Detailed Description

In order to make the objects, technical solutions and advantages of the embodiments of the present invention clearer, the technical solutions in the embodiments of the present invention will be clearly and completely described below with reference to the drawings in the embodiments of the present invention, and it is obvious that the described embodiments are only a part of the embodiments of the present invention, and not all of the embodiments. All other embodiments, which can be derived by a person skilled in the art from the embodiments given herein without making any creative effort, shall fall within the protection scope of the present invention.

Example 1

As shown in fig. 1, the present embodiment provides a bullet screen display method, including:

s1, acquiring a video to be processed;

the video to be processed may be a live video, or a played previously recorded video, and is not limited herein.

S2, calculating the time domain saliency and the space domain saliency of the video image according to the image characteristics of each frame in the video;

as shown in fig. 2: as an optional implementation manner of the step, the spatial saliency of each frame of the video is calculated according to the brightness, the chrominance and the texture characteristics; as a specific optional implementation, the video image is divided into a plurality of pixel blocks; calculating the average value of the brightness of the current pixel block as a first average brightness, and calculating the average value of the brightness of the pixel blocks around the current pixel block as a second average brightness; calculating the average value of the difference values of the first average brightness and the second average brightness as the brightness significance of the current pixel block; calculating the average value of the chroma of the current pixel block as a first average chroma, and calculating the average value of the chroma of the pixel blocks around the current pixel block as a second average chroma; calculating the average value of the difference values of the first average chroma and the second average chroma as the chroma significance of the current pixel block; calculating the average value of the texture features of the current pixel block as a first average texture feature, and calculating the average value of the texture features of the pixel blocks around the current pixel block as a second average texture feature; calculating the average value of the difference values of the first average textural feature and the second average textural feature as the textural feature significance of the current pixel block; and performing weighted calculation on the brightness significance, the chroma significance and the texture feature significance to obtain the spatial domain significance of the current pixel block. For example, a video image may be divided into a plurality of equal-sized pixel blocks, and the spatial saliency of the central pixel block may be determined as the average of the luminance differences between the central pixel block and 8 pixel blocks around the central pixel block. The chrominance saliency and the texture feature saliency may be calculated in the same manner as the spatial saliency described above. As an alternative embodiment, the weighted calculation of the luminance saliency, the chrominance saliency, and the texture feature saliency described above may be used as the spatial saliency.
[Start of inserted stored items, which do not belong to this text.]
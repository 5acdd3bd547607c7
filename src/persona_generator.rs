// src/persona_generator.rs
// PERSONA SYNTHESIS
// Generation-first persona roster with a template-driven fallback.

use crate::brain::GenerationService;
use crate::error::{FocusGroupError, Result};
use crate::participant::Participant;
use chrono::Utc;
use rand::seq::SliceRandom;
use rand::Rng;
use serde::Serialize;
use serde_json::Value;
use std::collections::HashSet;
use std::sync::Arc;
use tracing::{info, warn};

const NAME_POOL: [&str; 24] = [
    "Aditi", "Rahul", "Priya", "Arjun", "Sneha", "Vikram", "Meera", "Rohan", "Zoya", "Karan",
    "Neha", "Aarav", "Kavya", "Ishaan", "Riya", "Aryan", "Ananya", "Sidharth", "Pooja", "Harsh",
    "Tara", "Dev", "Naina", "Yash",
];

const OCCUPATIONS: [&[&str]; 5] = [
    &["College Student", "University Student", "Graduate Student", "MBA Student"],
    &["Software Developer", "Data Analyst", "UX Designer", "Product Manager"],
    &["Graphic Designer", "Content Creator", "Marketing Executive", "Social Media Manager"],
    &["Teacher", "Nurse", "Accountant", "HR Executive", "Sales Executive"],
    &["Retail Associate", "Customer Service Rep", "Restaurant Manager", "Freelancer"],
];

const LOCATIONS: [&[&str]; 3] = [
    &["Mumbai", "Delhi", "Bangalore", "Chennai", "Kolkata", "Hyderabad"],
    &["Pune", "Jaipur", "Ahmedabad", "Kochi", "Indore", "Bhopal"],
    &["Nagpur", "Vadodara", "Coimbatore", "Madurai", "Chandigarh"],
];

const PERSONALITIES: [(&str, &[&str]); 6] = [
    ("enthusiastic", &["energetic", "talkative", "optimistic", "social", "expressive"]),
    ("analytical", &["logical", "questioning", "detail-oriented", "practical", "skeptical"]),
    ("trendy", &["fashion-forward", "social-media-savvy", "influencer-following", "brand-conscious"]),
    ("cautious", &["risk-averse", "traditional", "careful", "budget-conscious", "research-oriented"]),
    ("expert", &["knowledgeable", "experienced", "confident", "industry-insider", "influential"]),
    ("budget-focused", &["price-sensitive", "deal-hunter", "value-conscious", "comparison-shopper"]),
];

/// (income range, monthly budget for the topic)
const INCOME_BRACKETS: [(&str, &str); 5] = [
    ("₹15,000-25,000", "₹500-1,500"),
    ("₹25,000-40,000", "₹1,500-3,000"),
    ("₹40,000-70,000", "₹3,000-6,000"),
    ("₹70,000-1,50,000", "₹6,000-15,000"),
    ("₹1,50,000+", "₹15,000+"),
];

const PERSONA_SYSTEM_PROMPT: &str = "You are generating realistic participant personas for a focus group. \
Return a JSON object {\"personas\": [...]} where each persona has keys: name, age, occupation, location, \
income_range, monthly_budget, personality_type, traits (string[]), background.";

#[derive(Debug, Clone, Copy, PartialEq, Eq)]
enum Demographic {
    GenZ,
    Millennial,
    GenX,
}

impl Demographic {
    fn ages(&self) -> std::ops::RangeInclusive<u32> {
        match self {
            Demographic::GenZ => 18..=25,
            Demographic::Millennial => 26..=35,
            Demographic::GenX => 36..=45,
        }
    }
}

#[derive(Debug, Clone, Copy, PartialEq, Eq)]
enum TopicAffinity {
    Beauty,
    Tech,
    Food,
    General,
}

#[derive(Debug, Clone, Copy)]
struct ContextAnalysis {
    demographic: Demographic,
    affinity: TopicAffinity,
}

fn analyze_context(context_prompt: &str, topic: &str) -> ContextAnalysis {
    let context = context_prompt.to_lowercase();
    let topic = topic.to_lowercase();
    let any_of = |text: &str, terms: &[&str]| terms.iter().any(|t| text.contains(t));

    let demographic = if any_of(&context, &["gen z", "generation z", "young adult", "18-25"]) {
        Demographic::GenZ
    } else if any_of(&context, &["millennial", "25-35", "young professional"]) {
        Demographic::Millennial
    } else if any_of(&context, &["gen x", "35-45", "experienced"]) {
        Demographic::GenX
    } else {
        Demographic::GenZ
    };

    let affinity = if any_of(&topic, &["beauty", "cosmetics", "skincare", "makeup"]) {
        TopicAffinity::Beauty
    } else if any_of(&topic, &["tech", "technology", "app", "software"]) {
        TopicAffinity::Tech
    } else if any_of(&topic, &["food", "restaurant", "dining"]) {
        TopicAffinity::Food
    } else {
        TopicAffinity::General
    };

    ContextAnalysis { demographic, affinity }
}

#[derive(Debug, Clone, Serialize, PartialEq)]
pub struct PersonaValidation {
    pub total_personas: usize,
    pub age_diversity: usize,
    pub occupation_diversity: usize,
    pub personality_diversity: usize,
    pub location_diversity: usize,
    pub income_diversity: usize,
    pub issues: Vec<String>,
    pub is_valid: bool,
}

pub struct PersonaGenerator {
    brain: Arc<dyn GenerationService>,
}
// POST /api/sessions/{id}/discussion
pub async fn run_discussion(
    data: web::Data<AppState>,
    path: web::Path<String>,
    req: web::Json<DiscussionRequest>,
) -> Result<HttpResponse> {
    let id = path.into_inner();
    let session = data.snapshot(&id)?;
    let req = req.into_inner();
    let topic = req.topic.unwrap_or(session.topic);
    let plan_text = req.plan_text.or(session.plan_text);
    let participants = session.participants;

    let moderator = DiscussionModerator::new(data.brain.clone(), data.config.discussion.clone(), data.llm_only());
    let (topic, transcript) = web::block(move || {
        let mut rng = StdRng::from_entropy();
        let transcript = moderator.run_discussion(&participants, &topic, plan_text.as_deref(), &mut rng)?;
        Reporter::log_overview(&transcript);
        Ok::<_, FocusGroupError>((topic, transcript))
    })
    .await??;

    data.update(&id, |s| {
        s.topic = topic;
        s.transcript = transcript;
        s.summary = None;
        s.custom_summary = None;
        s.qa.clear_history();
        s.status = SessionStatus::Discussed;
    })
}

// POST /api/sessions/{id}/summary
pub async fn generate_summary(data: web::Data<AppState>, path: web::Path<String>) -> Result<HttpResponse> {
    let id = path.into_inner();
    let session = data.snapshot(&id)?;
    session.require_transcript()?;

    let generator = SummaryGenerator::new(data.brain.clone());
    let transcript = session.transcript;
    let summary = web::block(move || generator.generate_summary(&transcript)).await??;

    data.update(&id, |s| {
        s.summary = Some(summary);
        s.status = SessionStatus::Summarized;
    })
}

// POST /api/sessions/{id}/custom-summary
pub async fn generate_custom_summary(
    data: web::Data<AppState>,
    path: web::Path<String>,
    req: web::Json<CustomSummaryRequest>,
) -> Result<HttpResponse> {
    let id = path.into_inner();
    let session = data.snapshot(&id)?;
    session.require_transcript()?;

    let generator = CustomSummaryGenerator::new(data.brain.clone());
    let outline = req.into_inner().outline;
    let custom = web::block(move || {
        generator.generate_custom_summary(&session.transcript, &session.participants, &outline, &session.topic)
    })
    .await??;

    let body = HttpResponse::Ok().json(&custom);
    data.update(&id, |s| {
        s.custom_summary = Some(custom);
        s.status = SessionStatus::Summarized;
    })?;
    Ok(body)
}

// POST /api/sessions/{id}/qa
pub async fn ask_question(
    data: web::Data<AppState>,
    path: web::Path<String>,
    req: web::Json<QuestionRequest>,
) -> Result<HttpResponse> {
    let id = path.into_inner();
    let session = data.snapshot(&id)?;
    session.require_transcript()?;

    let question = req.into_inner().question;
    if question.trim().is_empty() {
        return Err(FocusGroupError::InvalidInput("question is empty".into()));
    }

    let summary = session.summary_document()?;
    let answer = web::block(move || {
        session
            .qa
            .answer(&question, &session.transcript, &summary, &session.participants)
    })
    .await??;

    let follow_ups = suggest_follow_ups(&answer);
    Ok(HttpResponse::Ok().json(QaResponse { answer, follow_ups }))
}

// DELETE /api/sessions/{id}/qa
pub async fn clear_questions(data: web::Data<AppState>, path: web::Path<String>) -> Result<HttpResponse> {
    let id = path.into_inner();
    data.update(&id, |s| s.qa.clear_history())
}

// GET /api/sessions/{id}/transcript.csv
pub async fn transcript_csv(data: web::Data<AppState>, path: web::Path<String>) -> Result<HttpResponse> {
    let id = path.into_inner();
    let csv = {
        let session = data
            .sessions
            .get(&id)
            .ok_or_else(|| FocusGroupError::not_found("session", &id))?;
        Reporter::transcript_csv(&session.transcript)?
    };
    Ok(HttpResponse::Ok().content_type("text/csv; charset=utf-8").body(csv))
}

pub fn configure(cfg: &mut web::ServiceConfig) {
    cfg.service(
        web::scope("/api")
            .route("/health", web::get().to(health))
            .route("/personas", web::post().to(create_session))
            .route("/sessions/{id}", web::get().to(get_session))
            .route("/sessions/{id}/personas", web::put().to(update_personas))
            .route("/sessions/{id}/plan", web::put().to(accept_plan))
            .route("/sessions/{id}/framework", web::post().to(generate_framework))
            .route("/sessions/{id}/discussion", web::post().to(run_discussion))
            .route("/sessions/{id}/summary", web::post().to(generate_summary))
            .route("/sessions/{id}/custom-summary", web::post().to(generate_custom_summary))
            .route("/sessions/{id}/qa", web::post().to(ask_question))
            .route("/sessions/{id}/qa", web::delete().to(clear_questions))
            .route("/sessions/{id}/transcript.csv", web::get().to(transcript_csv)),
    );
}
// src/heuristics.rs
// Keyword scorers shared by the summary, custom summary and Q&A paths.
// Everything here is a pure function over strings or response records.

use crate::organizer::{OrganizedData, ResponseRecord};
use serde::{Deserialize, Serialize};
use std::collections::HashMap;
use std::fmt;

pub const THEME_VOCABULARY: [&str; 11] = [
    "price", "quality", "brand", "experience", "value", "service", "product", "online", "trust",
    "recommend", "store",
];

const EMOTIONAL_WORDS: [&str; 8] = [
    "love", "hate", "amazing", "terrible", "perfect", "awful", "excited", "disappointed",
];
const DETAIL_INDICATORS: [&str; 6] = ["₹", "rupees", "cost", "price", "brand", "product"];
const PERSONAL_PHRASES: [&str; 5] = ["my experience", "i found", "i tried", "i bought", "i use"];
const OPINION_INDICATORS: [&str; 12] = [
    "i love", "i hate", "i wish", "i need", "i want", "i think", "i believe", "my experience",
    "i found", "i noticed", "i prefer", "i avoid",
];

const POSITIVE_WORDS: [&str; 6] = ["love", "great", "amazing", "excellent", "perfect", "wonderful"];
const NEGATIVE_WORDS: [&str; 6] = ["hate", "terrible", "awful", "worst", "horrible", "disappointing"];
const NEUTRAL_WORDS: [&str; 5] = ["okay", "fine", "decent", "average", "normal"];

const INNOVATION_WORDS: [&str; 5] = ["new", "innovative", "latest", "modern", "advanced"];

pub const QUOTE_CONTEXT: &str = "During focus group discussion";

fn contains_any(haystack: &str, needles: &[&str]) -> bool {
    needles.iter().any(|n| haystack.contains(n))
}

fn count_present(haystack: &str, needles: &[&str]) -> usize {
    needles.iter().filter(|n| haystack.contains(*n)).count()
}

// =========================================================================
// THEMES
// =========================================================================

/// Vocabulary words mentioned more than twice, most frequent first.
/// Equal counts keep vocabulary order.
pub fn extract_themes(content: &str, limit: usize) -> Vec<String> {
    let lower = content.to_lowercase();
    let mut counts: HashMap<&str, usize> = HashMap::new();
    for word in lower.split_whitespace() {
        *counts.entry(word).or_insert(0) += 1;
    }
    let mut themes: Vec<(&str, usize)> = THEME_VOCABULARY
        .iter()
        .map(|w| (*w, counts.get(w).copied().unwrap_or(0)))
        .filter(|(_, c)| *c > 2)
        .collect();
    themes.sort_by(|a, b| b.1.cmp(&a.1));
    themes.into_iter().take(limit).map(|(w, _)| w.to_string()).collect()
}

// =========================================================================
// QUOTES
// =========================================================================

pub fn quote_impact(content: &str) -> i32 {
    let lower = content.to_lowercase();
    let mut score = 2 * count_present(&lower, &EMOTIONAL_WORDS) as i32;
    if contains_any(&lower, &DETAIL_INDICATORS) {
        score += 3;
    }
    score += 2 * count_present(&lower, &PERSONAL_PHRASES) as i32;

    let len = content.chars().count();
    if (50..=200).contains(&len) {
        score += 2;
    } else if len > 200 {
        score -= 1;
    }
    score
}

pub fn has_opinion(content: &str) -> bool {
    contains_any(&content.to_lowercase(), &OPINION_INDICATORS)
}

/// Keeps at most `max_chars` characters, ending in "..." when cut.
pub fn truncate_chars(content: &str, max_chars: usize) -> String {
    if content.chars().count() <= max_chars {
        return content.to_string();
    }
    let kept: String = content.chars().take(max_chars.saturating_sub(3)).collect();
    format!("{}...", kept)
}

/// `budget_conscious` -> `Budget Conscious`.
pub fn title_case(raw: &str) -> String {
    raw.split(|c: char| c == '_' || c.is_whitespace())
        .filter(|w| !w.is_empty())
        .map(|w| {
            let mut chars = w.chars();
            match chars.next() {
                Some(first) => first.to_uppercase().chain(chars.flat_map(char::to_lowercase)).collect(),
                None => String::new(),
            }
        })
        .collect::<Vec<String>>()
        .join(" ")
}

#[derive(Debug, Clone, Serialize, Deserialize, PartialEq, Eq)]
pub struct Quote {
    pub speaker: String,
    pub quote: String,
    pub context: String,
}

impl Quote {
    pub fn new(speaker: &str, content: &str, max_chars: usize) -> Self {
        Self {
            speaker: speaker.to_string(),
            quote: format!("\"{}\"", truncate_chars(content, max_chars)),
            context: QUOTE_CONTEXT.to_string(),
        }
    }
}

/// Ranks candidates by impact (stable, so ties keep transcript order) and
/// takes at most one per speaker until `cap` is reached.
pub fn select_quotes<'a>(
    candidates: impl IntoIterator<Item = &'a ResponseRecord>,
    cap: usize,
    max_chars: usize,
) -> Vec<Quote> {
    let mut ranked: Vec<(&ResponseRecord, i32)> = candidates
        .into_iter()
        .map(|r| (r, quote_impact(&r.content)))
        .collect();
    ranked.sort_by(|a, b| b.1.cmp(&a.1));

    let mut quotes: Vec<Quote> = Vec::new();
    for (record, _) in ranked {
        if quotes.len() >= cap {
            break;
        }
        if quotes.iter().any(|q| q.speaker == record.speaker) {
            continue;
        }
        quotes.push(Quote::new(&record.speaker, &record.content, max_chars));
    }
    quotes
}

// =========================================================================
// SENTIMENT
// =========================================================================

#[derive(Debug, Clone, Copy, PartialEq, Eq, Hash, Serialize, Deserialize)]
#[serde(rename_all = "lowercase")]
pub enum Sentiment {
    Positive,
    Negative,
    Neutral,
}

impl Sentiment {
    pub fn as_str(&self) -> &'static str {
        match self {
            Sentiment::Positive => "positive",
            Sentiment::Negative => "negative",
            Sentiment::Neutral => "neutral",
        }
    }
}

impl fmt::Display for Sentiment {
    fn fmt(&self, f: &mut fmt::Formatter<'_>) -> fmt::Result {
        f.write_str(self.as_str())
    }
}

/// The list with the strictly highest count wins; anything else is neutral.
pub fn classify_sentiment(content: &str) -> Sentiment {
    let lower = content.to_lowercase();
    let pos = count_present(&lower, &POSITIVE_WORDS);
    let neg = count_present(&lower, &NEGATIVE_WORDS);
    let neu = count_present(&lower, &NEUTRAL_WORDS);
    if pos > neg && pos > neu {
        Sentiment::Positive
    } else if neg > pos && neg > neu {
        Sentiment::Negative
    } else {
        Sentiment::Neutral
    }
}

#[derive(Debug, Clone, Serialize, PartialEq)]
pub struct SentimentTally {
    pub positive: usize,
    pub negative: usize,
    pub neutral: usize,
    pub dominant: Sentiment,
    /// Most frequent label per speaker, first-seen label on ties.
    pub by_participant: Vec<(String, Sentiment)>,
}

pub fn tally_sentiment(responses: &[ResponseRecord]) -> SentimentTally {
    let (mut positive, mut negative, mut neutral) = (0, 0, 0);
    let mut per_speaker: Vec<(String, Vec<Sentiment>)> = Vec::new();

    for r in responses {
        let s = classify_sentiment(&r.content);
        match s {
            Sentiment::Positive => positive += 1,
            Sentiment::Negative => negative += 1,
            Sentiment::Neutral => neutral += 1,
        }
        match per_speaker.iter_mut().find(|(name, _)| *name == r.speaker) {
            Some((_, labels)) => labels.push(s),
            None => per_speaker.push((r.speaker.clone(), vec![s])),
        }
    }

    let dominant = [
        (Sentiment::Positive, positive),
        (Sentiment::Negative, negative),
        (Sentiment::Neutral, neutral),
    ]
    .into_iter()
    .fold((Sentiment::Positive, 0usize), |best, cur| if cur.1 > best.1 { cur } else { best })
    .0;

    let by_participant = per_speaker
        .into_iter()
        .map(|(name, labels)| (name, most_common(&labels)))
        .collect();

    SentimentTally {
        positive,
        negative,
        neutral,
        dominant,
        by_participant,
    }
}

fn most_common(labels: &[Sentiment]) -> Sentiment {
    let mut best = (Sentiment::Neutral, 0usize);
    for (i, s) in labels.iter().enumerate() {
        if labels[..i].contains(s) {
            continue;
        }
        let n = labels.iter().filter(|x| *x == s).count();
        if n > best.1 {
            best = (*s, n);
        }
    }
    best.0
}

// =========================================================================
// PATTERN FLAGS
// =========================================================================

#[derive(Debug, Clone, Copy, PartialEq, Eq, Serialize, Deserialize)]
pub enum Level {
    High,
    Medium,
    Low,
}

impl Level {
    pub fn as_str(&self) -> &'static str {
        match self {
            Level::High => "High",
            Level::Medium => "Medium",
            Level::Low => "Low",
        }
    }
}

impl fmt::Display for Level {
    fn fmt(&self, f: &mut fmt::Formatter<'_>) -> fmt::Result {
        f.write_str(self.as_str())
    }
}

fn share_mentioning(responses: &[ResponseRecord], words: &[&str]) -> f64 {
    let hits = responses
        .iter()
        .filter(|r| contains_any(&r.content.to_lowercase(), words))
        .count();
    hits as f64 / responses.len().max(1) as f64
}

/// High when more than 30% of responses mention price or cost.
pub fn price_sensitivity(responses: &[ResponseRecord]) -> Level {
    if !responses.is_empty() && share_mentioning(responses, &["price", "cost"]) > 0.3 {
        Level::High
    } else {
        Level::Medium
    }
}

pub fn brand_loyalty(responses: &[ResponseRecord]) -> Level {
    if !responses.is_empty() && share_mentioning(responses, &["brand"]) > 0.2 {
        Level::Medium
    } else {
        Level::Low
    }
}

pub fn innovation_openness(responses: &[ResponseRecord]) -> Level {
    if !responses.is_empty() && share_mentioning(responses, &INNOVATION_WORDS) > 0.2 {
        Level::High
    } else {
        Level::Medium
    }
}

/// Average responses per participant: above 8 is high, above 5 medium.
pub fn engagement_level(data: &OrganizedData) -> Level {
    let people = data.participants.len();
    let avg = if people == 0 {
        0.0
    } else {
        data.total_exchanges as f64 / people as f64
    };
    if avg > 8.0 {
        Level::High
    } else if avg > 5.0 {
        Level::Medium
    } else {
        Level::Low
    }
}

pub fn distinct_personalities(data: &OrganizedData) -> usize {
    let mut seen: Vec<&str> = Vec::new();
    for p in &data.participants {
        if !seen.contains(&p.personality_type.as_str()) {
            seen.push(&p.personality_type);
        }
    }
    seen.len()
}

/// One rule of a canned-text table: fires when any trigger appears in the
/// lower-cased aggregate content.
pub struct KeywordRule {
    pub triggers: &'static [&'static str],
    pub text: &'static str,
}

impl KeywordRule {
    pub fn fires(&self, content_lower: &str) -> bool {
        contains_any(content_lower, self.triggers)
    }
}

/// Texts of every rule that fires, in table order.
pub fn fired_rules(rules: &[KeywordRule], content_lower: &str) -> Vec<String> {
    rules
        .iter()
        .filter(|r| r.fires(content_lower))
        .map(|r| r.text.to_string())
        .collect()
}

#[cfg(test)]
mod tests {
    use super::*;

    fn response(speaker: &str, content: &str) -> ResponseRecord {
        ResponseRecord {
            speaker: speaker.to_string(),
            content: content.to_string(),
            phase: None,
            word_count: content.split_whitespace().count(),
            timestamp: String::new(),
            question: None,
        }
    }

    #[test]
    fn themes_need_more_than_two_mentions_and_sort_by_frequency() {
        let text = "price price price brand brand brand brand quality quality trust";
        assert_eq!(extract_themes(text, 5), vec!["brand", "price"]);
        assert!(extract_themes("", 5).is_empty());
    }

    #[test]
    fn quote_impact_is_monotonic_in_emotion_and_length() {
        let base = "The serum I picked up last month was fine for daily use";
        let with_emotion = format!("{} and I love it", base);
        assert!(quote_impact(&with_emotion) >= quote_impact(base));

        let sixty: String = "abcdefghij".repeat(6);
        let ten: String = sixty.chars().take(10).collect();
        assert!(quote_impact(&sixty) >= quote_impact(&ten));
    }

    #[test]
    fn quote_impact_scores_each_component() {
        assert_eq!(quote_impact("short"), 0);
        assert_eq!(quote_impact("love"), 2);
        assert_eq!(quote_impact("price"), 3);
        assert_eq!(quote_impact("I tried it"), 2);
        assert_eq!(quote_impact(&"x".repeat(201)), -1);
    }

    #[test]
    fn truncation_is_character_based() {
        let long = "₹".repeat(160);
        let cut = truncate_chars(&long, 150);
        assert_eq!(cut.chars().count(), 150);
        assert!(cut.ends_with("..."));
        assert_eq!(truncate_chars("short", 150), "short");
    }

    #[test]
    fn title_case_splits_on_underscores() {
        assert_eq!(title_case("budget_conscious"), "Budget Conscious");
        assert_eq!(title_case("ANALYTICAL"), "Analytical");
        assert_eq!(title_case(""), "");
    }

    #[test]
    fn select_quotes_dedupes_speakers_and_caps() {
        let rs = vec![
            response("A", "I love this brand, the price is perfect for me honestly and I tried it."),
            response("A", "I hate everything about it, it is awful and terrible and disappointing."),
            response("B", "ok"),
            response("C", "I found it at the store for 300 rupees which felt fair enough."),
            response("D", "meh"),
        ];
        let quotes = select_quotes(&rs, 3, 150);
        let speakers: Vec<_> = quotes.iter().map(|q| q.speaker.as_str()).collect();
        assert_eq!(speakers.len(), 3);
        assert_eq!(speakers[0], "A");
        assert!(speakers.contains(&"C"));
        assert!(quotes[0].quote.starts_with('"') && quotes[0].quote.ends_with('"'));
    }

    #[test]
    fn sentiment_ties_resolve_to_neutral() {
        assert_eq!(classify_sentiment("I love it, amazing"), Sentiment::Positive);
        assert_eq!(classify_sentiment("terrible"), Sentiment::Negative);
        assert_eq!(classify_sentiment("love but terrible"), Sentiment::Neutral);
        assert_eq!(classify_sentiment("nothing here"), Sentiment::Neutral);
    }

    #[test]
    fn dominant_sentiment_prefers_first_maximum() {
        let rs = vec![response("A", "love it"), response("B", "hate it")];
        let tally = tally_sentiment(&rs);
        assert_eq!((tally.positive, tally.negative, tally.neutral), (1, 1, 0));
        assert_eq!(tally.dominant, Sentiment::Positive);
        assert_eq!(tally.by_participant[1], ("B".to_string(), Sentiment::Negative));
    }

    #[test]
    fn price_sensitivity_threshold_is_thirty_percent() {
        let mut rs = vec![response("A", "the price!"), response("B", "x"), response("C", "y")];
        assert_eq!(price_sensitivity(&rs), Level::High);
        rs.push(response("D", "z"));
        assert_eq!(price_sensitivity(&rs), Level::Medium);
        assert_eq!(price_sensitivity(&[]), Level::Medium);
    }

    #[test]
    fn rule_table_keeps_order() {
        const RULES: [KeywordRule; 2] = [
            KeywordRule { triggers: &["price"], text: "first" },
            KeywordRule { triggers: &["brand"], text: "second" },
        ];
        assert_eq!(fired_rules(&RULES, "brand and price"), vec!["first", "second"]);
        assert!(fired_rules(&RULES, "nothing").is_empty());
    }
}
Continuing with fig. 2, as an alternative embodiment of this step, two frames separated by a predetermined frame are selected from the video to be processed, and the optical flow characteristics of the foreground object of the next frame relative to the foreground object of the previous frame in the two frames are extracted; and calculating the unit modulus value of the optical flow according to the optical flow feature, and taking the unit modulus value of the optical flow as the time domain saliency. As a specific optional implementation, dividing each frame into a predetermined number of regions to be processed according to a scene type, calculating a distance between the regions to be processed of the same scene type in the two frames, and dividing the two frames into a set of frames of the same scene when the distance is within a predetermined threshold; selecting two frames of a frame set of the same scene at intervals of a preset frame, extracting the optical flow characteristics of a foreground object of a next frame relative to a foreground object of a previous frame, and calculating the unit modulus value of the optical flow as the time domain saliency. As a specific optional implementation mode, the images of the previous frame and the next frame are sent to an optical flow extraction network, and the optical flow characteristics of the foreground object of the next frame relative to the foreground object of the previous frame are obtained. In the above-described embodiment, the optical flow extraction network may be a downsampled optical flow extraction network.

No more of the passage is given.